-- Extracted material --
Start of Block
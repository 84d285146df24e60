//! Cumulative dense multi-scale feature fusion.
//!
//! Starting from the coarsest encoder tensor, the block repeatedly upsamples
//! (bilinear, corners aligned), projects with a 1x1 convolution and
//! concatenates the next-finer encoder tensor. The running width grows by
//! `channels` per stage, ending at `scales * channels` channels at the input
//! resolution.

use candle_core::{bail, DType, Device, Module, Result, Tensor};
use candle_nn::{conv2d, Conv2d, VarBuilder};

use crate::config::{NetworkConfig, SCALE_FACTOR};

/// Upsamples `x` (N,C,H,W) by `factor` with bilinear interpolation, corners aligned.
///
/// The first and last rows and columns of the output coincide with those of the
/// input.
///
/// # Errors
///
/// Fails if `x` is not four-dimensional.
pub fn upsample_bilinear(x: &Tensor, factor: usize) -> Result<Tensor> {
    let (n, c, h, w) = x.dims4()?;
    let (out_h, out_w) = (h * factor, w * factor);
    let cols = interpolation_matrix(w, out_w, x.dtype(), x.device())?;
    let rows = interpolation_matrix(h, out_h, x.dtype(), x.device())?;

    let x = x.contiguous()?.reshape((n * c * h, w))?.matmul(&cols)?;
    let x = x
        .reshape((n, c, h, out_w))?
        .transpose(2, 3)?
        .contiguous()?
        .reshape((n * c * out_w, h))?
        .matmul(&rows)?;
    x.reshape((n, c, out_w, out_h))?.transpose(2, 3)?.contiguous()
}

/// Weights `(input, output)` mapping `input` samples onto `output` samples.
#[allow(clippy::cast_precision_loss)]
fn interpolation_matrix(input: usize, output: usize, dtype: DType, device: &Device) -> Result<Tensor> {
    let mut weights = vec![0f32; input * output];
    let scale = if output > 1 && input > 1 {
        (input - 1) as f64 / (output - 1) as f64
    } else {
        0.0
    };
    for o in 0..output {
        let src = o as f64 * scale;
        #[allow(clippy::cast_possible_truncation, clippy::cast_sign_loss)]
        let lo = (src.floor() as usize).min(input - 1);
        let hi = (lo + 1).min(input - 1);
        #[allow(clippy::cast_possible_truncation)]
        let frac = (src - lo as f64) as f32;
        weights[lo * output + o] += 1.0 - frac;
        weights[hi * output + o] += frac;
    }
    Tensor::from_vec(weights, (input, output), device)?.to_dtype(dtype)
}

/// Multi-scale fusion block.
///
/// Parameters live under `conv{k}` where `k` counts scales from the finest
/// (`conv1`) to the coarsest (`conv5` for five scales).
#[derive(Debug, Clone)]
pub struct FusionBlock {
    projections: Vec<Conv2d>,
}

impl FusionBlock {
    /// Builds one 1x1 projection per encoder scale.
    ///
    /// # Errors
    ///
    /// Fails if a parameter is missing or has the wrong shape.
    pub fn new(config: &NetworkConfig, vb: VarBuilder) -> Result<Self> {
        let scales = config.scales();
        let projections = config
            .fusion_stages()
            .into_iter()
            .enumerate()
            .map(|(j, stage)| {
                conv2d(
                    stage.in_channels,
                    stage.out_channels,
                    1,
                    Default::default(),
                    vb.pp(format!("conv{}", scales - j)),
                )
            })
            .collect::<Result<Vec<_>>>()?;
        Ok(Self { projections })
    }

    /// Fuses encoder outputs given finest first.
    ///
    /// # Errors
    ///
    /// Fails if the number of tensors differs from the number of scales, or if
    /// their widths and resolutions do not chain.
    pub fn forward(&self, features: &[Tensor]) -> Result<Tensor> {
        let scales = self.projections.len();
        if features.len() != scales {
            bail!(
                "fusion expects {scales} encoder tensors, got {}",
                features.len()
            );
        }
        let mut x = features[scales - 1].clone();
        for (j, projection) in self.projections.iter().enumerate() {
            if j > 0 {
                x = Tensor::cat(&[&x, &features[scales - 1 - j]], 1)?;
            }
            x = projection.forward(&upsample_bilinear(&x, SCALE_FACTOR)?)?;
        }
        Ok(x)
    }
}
End of Block
Start of Block
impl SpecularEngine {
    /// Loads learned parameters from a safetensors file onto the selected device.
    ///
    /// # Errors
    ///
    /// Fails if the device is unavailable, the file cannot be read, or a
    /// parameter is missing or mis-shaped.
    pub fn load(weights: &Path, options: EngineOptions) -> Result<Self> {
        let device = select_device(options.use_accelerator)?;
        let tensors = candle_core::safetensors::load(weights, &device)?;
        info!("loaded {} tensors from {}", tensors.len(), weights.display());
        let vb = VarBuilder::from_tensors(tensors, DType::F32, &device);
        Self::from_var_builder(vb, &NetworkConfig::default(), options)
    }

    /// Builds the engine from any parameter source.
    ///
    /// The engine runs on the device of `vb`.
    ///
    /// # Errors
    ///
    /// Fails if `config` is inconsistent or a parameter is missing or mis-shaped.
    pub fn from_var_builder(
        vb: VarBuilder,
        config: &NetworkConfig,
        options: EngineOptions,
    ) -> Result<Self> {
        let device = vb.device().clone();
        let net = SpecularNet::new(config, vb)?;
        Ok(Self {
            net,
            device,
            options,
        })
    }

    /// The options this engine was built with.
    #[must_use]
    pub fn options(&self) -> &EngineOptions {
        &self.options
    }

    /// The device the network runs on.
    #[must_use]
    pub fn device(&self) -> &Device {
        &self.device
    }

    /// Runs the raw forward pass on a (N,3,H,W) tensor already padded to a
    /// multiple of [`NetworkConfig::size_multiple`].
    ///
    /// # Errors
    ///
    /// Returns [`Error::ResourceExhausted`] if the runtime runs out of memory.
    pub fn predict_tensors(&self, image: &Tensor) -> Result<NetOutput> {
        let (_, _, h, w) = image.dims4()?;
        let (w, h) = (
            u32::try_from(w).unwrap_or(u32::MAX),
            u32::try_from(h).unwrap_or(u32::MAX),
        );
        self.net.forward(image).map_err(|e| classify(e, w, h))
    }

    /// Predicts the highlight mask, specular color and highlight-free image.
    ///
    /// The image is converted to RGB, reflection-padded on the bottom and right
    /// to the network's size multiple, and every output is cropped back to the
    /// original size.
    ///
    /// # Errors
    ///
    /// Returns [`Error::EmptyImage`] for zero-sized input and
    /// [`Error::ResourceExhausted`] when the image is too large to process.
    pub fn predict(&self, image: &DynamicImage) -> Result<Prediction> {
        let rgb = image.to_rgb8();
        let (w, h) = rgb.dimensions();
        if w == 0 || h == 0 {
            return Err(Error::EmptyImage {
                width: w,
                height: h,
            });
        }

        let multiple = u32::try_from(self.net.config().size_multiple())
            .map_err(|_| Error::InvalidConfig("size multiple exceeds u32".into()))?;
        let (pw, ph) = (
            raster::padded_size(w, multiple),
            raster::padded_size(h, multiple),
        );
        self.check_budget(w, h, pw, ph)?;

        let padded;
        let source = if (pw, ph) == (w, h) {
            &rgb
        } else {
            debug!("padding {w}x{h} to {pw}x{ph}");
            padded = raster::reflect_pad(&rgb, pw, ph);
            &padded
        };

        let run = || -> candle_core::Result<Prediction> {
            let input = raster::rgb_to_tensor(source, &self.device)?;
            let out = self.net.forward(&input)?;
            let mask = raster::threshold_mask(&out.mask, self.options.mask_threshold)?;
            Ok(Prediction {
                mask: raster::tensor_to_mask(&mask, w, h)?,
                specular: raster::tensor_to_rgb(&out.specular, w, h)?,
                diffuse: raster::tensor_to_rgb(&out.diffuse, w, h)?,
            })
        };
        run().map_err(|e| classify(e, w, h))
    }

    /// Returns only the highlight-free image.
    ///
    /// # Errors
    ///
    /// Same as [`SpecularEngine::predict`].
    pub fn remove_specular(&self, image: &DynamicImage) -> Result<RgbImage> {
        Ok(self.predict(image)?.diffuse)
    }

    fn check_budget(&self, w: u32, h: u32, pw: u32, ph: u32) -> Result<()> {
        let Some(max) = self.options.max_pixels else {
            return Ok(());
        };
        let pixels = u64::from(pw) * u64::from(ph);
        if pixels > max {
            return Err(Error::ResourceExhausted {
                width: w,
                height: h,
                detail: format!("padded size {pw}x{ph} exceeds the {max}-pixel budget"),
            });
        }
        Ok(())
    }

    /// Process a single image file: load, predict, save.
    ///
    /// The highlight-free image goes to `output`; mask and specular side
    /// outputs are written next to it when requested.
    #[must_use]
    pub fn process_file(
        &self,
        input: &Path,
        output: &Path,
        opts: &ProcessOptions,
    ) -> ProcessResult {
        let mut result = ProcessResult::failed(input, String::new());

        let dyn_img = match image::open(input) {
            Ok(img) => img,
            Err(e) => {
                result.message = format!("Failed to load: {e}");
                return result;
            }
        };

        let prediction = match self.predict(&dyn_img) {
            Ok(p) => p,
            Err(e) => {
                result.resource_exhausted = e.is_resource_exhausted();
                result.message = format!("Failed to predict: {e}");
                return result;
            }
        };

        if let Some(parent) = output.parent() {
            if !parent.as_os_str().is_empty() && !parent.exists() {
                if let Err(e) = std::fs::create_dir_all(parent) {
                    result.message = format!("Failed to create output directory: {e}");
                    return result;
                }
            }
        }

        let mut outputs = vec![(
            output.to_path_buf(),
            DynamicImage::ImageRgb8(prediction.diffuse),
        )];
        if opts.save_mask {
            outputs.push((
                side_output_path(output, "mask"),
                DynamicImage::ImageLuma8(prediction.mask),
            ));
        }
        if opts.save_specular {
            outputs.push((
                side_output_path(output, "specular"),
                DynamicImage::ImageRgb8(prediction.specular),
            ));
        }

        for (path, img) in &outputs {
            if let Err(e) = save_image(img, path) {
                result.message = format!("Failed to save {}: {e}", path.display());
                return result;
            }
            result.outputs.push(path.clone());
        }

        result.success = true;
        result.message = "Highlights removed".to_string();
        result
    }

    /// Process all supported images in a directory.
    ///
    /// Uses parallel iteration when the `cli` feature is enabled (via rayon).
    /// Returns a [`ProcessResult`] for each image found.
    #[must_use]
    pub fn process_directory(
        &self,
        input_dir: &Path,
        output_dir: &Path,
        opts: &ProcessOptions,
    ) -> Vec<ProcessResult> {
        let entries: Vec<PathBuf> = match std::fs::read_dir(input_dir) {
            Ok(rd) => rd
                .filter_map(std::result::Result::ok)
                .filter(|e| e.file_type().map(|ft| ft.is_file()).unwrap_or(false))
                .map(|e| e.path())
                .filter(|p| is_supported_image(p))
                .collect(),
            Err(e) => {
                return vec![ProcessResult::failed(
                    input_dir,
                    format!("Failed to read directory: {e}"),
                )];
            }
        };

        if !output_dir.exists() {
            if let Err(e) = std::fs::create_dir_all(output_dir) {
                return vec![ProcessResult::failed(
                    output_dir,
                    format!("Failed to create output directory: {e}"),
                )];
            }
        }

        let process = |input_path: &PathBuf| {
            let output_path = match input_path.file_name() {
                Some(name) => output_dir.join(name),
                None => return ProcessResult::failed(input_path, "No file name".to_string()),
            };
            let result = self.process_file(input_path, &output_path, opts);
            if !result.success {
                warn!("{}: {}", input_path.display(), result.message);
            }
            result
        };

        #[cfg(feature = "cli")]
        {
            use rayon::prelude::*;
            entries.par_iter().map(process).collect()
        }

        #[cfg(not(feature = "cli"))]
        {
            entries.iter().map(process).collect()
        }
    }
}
End of Block
Start of Block
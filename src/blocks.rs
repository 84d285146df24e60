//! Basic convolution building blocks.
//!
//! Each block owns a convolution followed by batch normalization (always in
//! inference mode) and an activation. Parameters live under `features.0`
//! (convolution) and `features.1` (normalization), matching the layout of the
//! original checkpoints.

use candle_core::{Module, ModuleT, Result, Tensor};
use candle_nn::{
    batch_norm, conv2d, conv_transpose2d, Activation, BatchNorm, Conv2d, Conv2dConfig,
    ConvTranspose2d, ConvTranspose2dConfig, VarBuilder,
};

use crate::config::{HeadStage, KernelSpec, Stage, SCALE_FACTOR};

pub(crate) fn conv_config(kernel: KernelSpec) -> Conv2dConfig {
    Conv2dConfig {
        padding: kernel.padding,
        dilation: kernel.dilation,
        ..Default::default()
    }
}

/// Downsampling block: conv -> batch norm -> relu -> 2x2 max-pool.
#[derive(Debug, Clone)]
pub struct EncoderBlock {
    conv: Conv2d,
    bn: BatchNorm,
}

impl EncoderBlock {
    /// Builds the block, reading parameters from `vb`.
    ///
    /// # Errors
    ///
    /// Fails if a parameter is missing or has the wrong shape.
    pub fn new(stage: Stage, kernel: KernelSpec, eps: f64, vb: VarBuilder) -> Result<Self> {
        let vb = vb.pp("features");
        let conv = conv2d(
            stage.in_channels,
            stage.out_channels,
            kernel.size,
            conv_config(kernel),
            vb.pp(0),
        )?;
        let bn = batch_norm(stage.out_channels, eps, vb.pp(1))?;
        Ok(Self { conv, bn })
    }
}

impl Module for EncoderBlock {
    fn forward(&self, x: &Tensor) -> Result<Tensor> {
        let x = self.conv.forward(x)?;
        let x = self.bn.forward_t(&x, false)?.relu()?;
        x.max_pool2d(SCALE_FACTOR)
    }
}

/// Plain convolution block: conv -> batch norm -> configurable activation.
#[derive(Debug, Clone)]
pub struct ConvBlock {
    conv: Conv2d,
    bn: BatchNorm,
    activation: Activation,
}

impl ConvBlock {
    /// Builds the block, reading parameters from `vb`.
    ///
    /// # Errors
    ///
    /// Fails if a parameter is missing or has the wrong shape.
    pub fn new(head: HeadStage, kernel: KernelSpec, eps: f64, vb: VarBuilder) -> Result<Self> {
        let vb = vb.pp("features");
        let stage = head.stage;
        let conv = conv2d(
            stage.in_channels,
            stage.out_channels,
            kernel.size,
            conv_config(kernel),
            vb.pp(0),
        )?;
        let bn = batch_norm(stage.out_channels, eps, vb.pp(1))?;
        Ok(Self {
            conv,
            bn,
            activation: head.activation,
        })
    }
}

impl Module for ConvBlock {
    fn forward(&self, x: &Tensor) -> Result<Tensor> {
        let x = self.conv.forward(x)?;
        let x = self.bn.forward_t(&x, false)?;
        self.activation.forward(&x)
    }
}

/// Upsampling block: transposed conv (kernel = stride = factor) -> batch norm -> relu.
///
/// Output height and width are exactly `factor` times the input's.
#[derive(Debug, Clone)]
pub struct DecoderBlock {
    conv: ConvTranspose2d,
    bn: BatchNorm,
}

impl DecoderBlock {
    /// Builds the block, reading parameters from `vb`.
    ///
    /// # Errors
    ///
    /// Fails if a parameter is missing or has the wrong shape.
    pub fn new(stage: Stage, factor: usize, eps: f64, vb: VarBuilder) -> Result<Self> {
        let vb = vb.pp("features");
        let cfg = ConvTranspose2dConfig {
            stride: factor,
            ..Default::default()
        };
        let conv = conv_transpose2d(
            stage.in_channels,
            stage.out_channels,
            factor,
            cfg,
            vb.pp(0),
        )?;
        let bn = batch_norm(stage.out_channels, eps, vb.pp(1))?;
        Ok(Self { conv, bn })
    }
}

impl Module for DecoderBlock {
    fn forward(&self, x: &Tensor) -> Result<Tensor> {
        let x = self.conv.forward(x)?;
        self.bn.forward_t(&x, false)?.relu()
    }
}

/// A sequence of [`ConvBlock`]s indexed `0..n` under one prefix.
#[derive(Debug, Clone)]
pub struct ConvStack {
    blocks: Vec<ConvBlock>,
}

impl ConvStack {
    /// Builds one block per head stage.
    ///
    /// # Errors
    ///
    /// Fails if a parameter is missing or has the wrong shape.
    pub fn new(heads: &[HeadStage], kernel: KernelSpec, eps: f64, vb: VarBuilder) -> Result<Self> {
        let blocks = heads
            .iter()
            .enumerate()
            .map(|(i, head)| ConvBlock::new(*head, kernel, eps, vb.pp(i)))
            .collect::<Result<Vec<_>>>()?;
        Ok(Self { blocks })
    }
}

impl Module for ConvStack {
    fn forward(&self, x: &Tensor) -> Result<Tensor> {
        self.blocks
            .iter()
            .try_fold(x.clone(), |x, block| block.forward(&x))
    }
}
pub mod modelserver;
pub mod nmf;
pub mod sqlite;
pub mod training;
End of Block
-- Work to be completed --
Check every line of the records, and copy the ones that hold the word "default".

-- Response to the exercise --
                    Default::default(),
        Self::from_var_builder(vb, &NetworkConfig::default(), options)
        ..Default::default()
            ..Default::default()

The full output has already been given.